The Christian Aid study on climate change and the future of avocado production, which was picked up by PA Media UK and distributed across different media in the UK and Europe this week (15 May), is both inaccurate and unscientific, WAO said in a statement released today.

The organisation said it “deplores” the paper ‘Getting Smashed, The Climate Danger Facing Avocados’, which it claims uses facts from “an extensive range of non-scientific sources such as gardening magazine articles and ‘experts’ who have no relevant environmental expertise”.

Expressing his frustration, WAO chairman Zac Bard said: “We are surprised to find that a very reputable NGO like Christian Aid - which is known for its commitment to the eradication of poverty - has released a paper on environmental issues, which lacks facts based on detailed research and includes no solid support from independent third parties specialised in the field of sustainability or avocado production.
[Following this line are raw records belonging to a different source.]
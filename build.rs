// build.rs

use std::env;

fn main() -> Result<(), Box<dyn std::error::Error>> {
    let version = env::var("STOLON_PGBOUNCER_FAILOVER_VERSION")
        .unwrap_or_else(|_| env::var("CARGO_PKG_VERSION").unwrap_or_else(|_| "dev".to_string()));

    println!("cargo:rustc-env=CARGO_PKG_VERSION={version}");
    println!("cargo:rerun-if-env-changed=STOLON_PGBOUNCER_FAILOVER_VERSION");

    // SAFETY: build script runs single-threaded before any other code sets this var.
    unsafe {
        env::set_var("PROTOC", protobuf_src::protoc());
    }

    tonic_prost_build::configure()
        .build_server(true)
        .build_client(true)
        .compile_protos(&["proto/agent.proto"], &["proto/"])?;

    // Only for MSVC targets
    #[cfg(all(windows, target_env = "msvc"))]
    println!("cargo:rustc-link-arg=/STACK:0x1000000"); // 16MB stack size

    Ok(())
}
Moreover, we were not contacted to comment on this paper before its release.”

As an industry expert, WAO said it can refer to a wide range of scientific studies and relevant data that can help give a fuller picture of the reality of global avocado production backed by independent, third-party research.

In its statement the organisation went on to refute, referencing independent research, some of the “incorrect allegations” made in the Christian Aid report.

On the water footprint of avocados, WAO said the global average water footprint of avocados is considerably lower than that of other food products such as coffee (10 times lower), chocolate (nine times lower), beef (eight times lower) or olive oil (seven times) and comparable to other fruit and vegetables.

It added that, when avocados are grown in areas where there is less rainfall and additional water irrigation is needed, sustainable drip technologies are used to significantly reduce water usage by up to 50 per cent in certain cases.

Regarding the carbon footprint of avocados, WAO cites independent research that indicates the carbon footprint of avocados is comparable to strawberries, raspberries and plums, and much lower than animal-based products such as beef (25 times higher than avocados).

As for transportation, the vast majority of avocados destined for Europe arrive via sea freight, which has been proven to emit 25 times less emissions than vehicle transportation and 145 times less emissions than air freight, according to the International Chamber of Shipping, WAO said.

Other Christian Aid allegations, such as linking avocado production to deforestation and biodiversity, are also refuted in the WAO rebuttal.

“Firstly, avocados are grown on perennial trees, which can be better for the environment than other crops as they absorb a great amount of carbon dioxide (at a rate of 20 kg per year) and foster a more hospitable soil for other plants as they have a reduced amount of soil and water erosion compared to annual crops,” WAO said.

“It is important to note that avocado-growing countries have strict laws on deforestation and the protection of the land, and any avocado supplies to European markets are subject to strict audits and require certification from internationally recognised programmes for ethical and sustainable farming practices.”

WAO ended the statement saying that “it deplores that the paper casts a negative light on the avocado culture which creates many jobs and stable revenue for many small and medium-sized growers who are constantly striving to become even more sustainable”.

WAO said it welcomed further questions to discuss the matter and provide a more accurate understanding of the environmental impact of avocado production.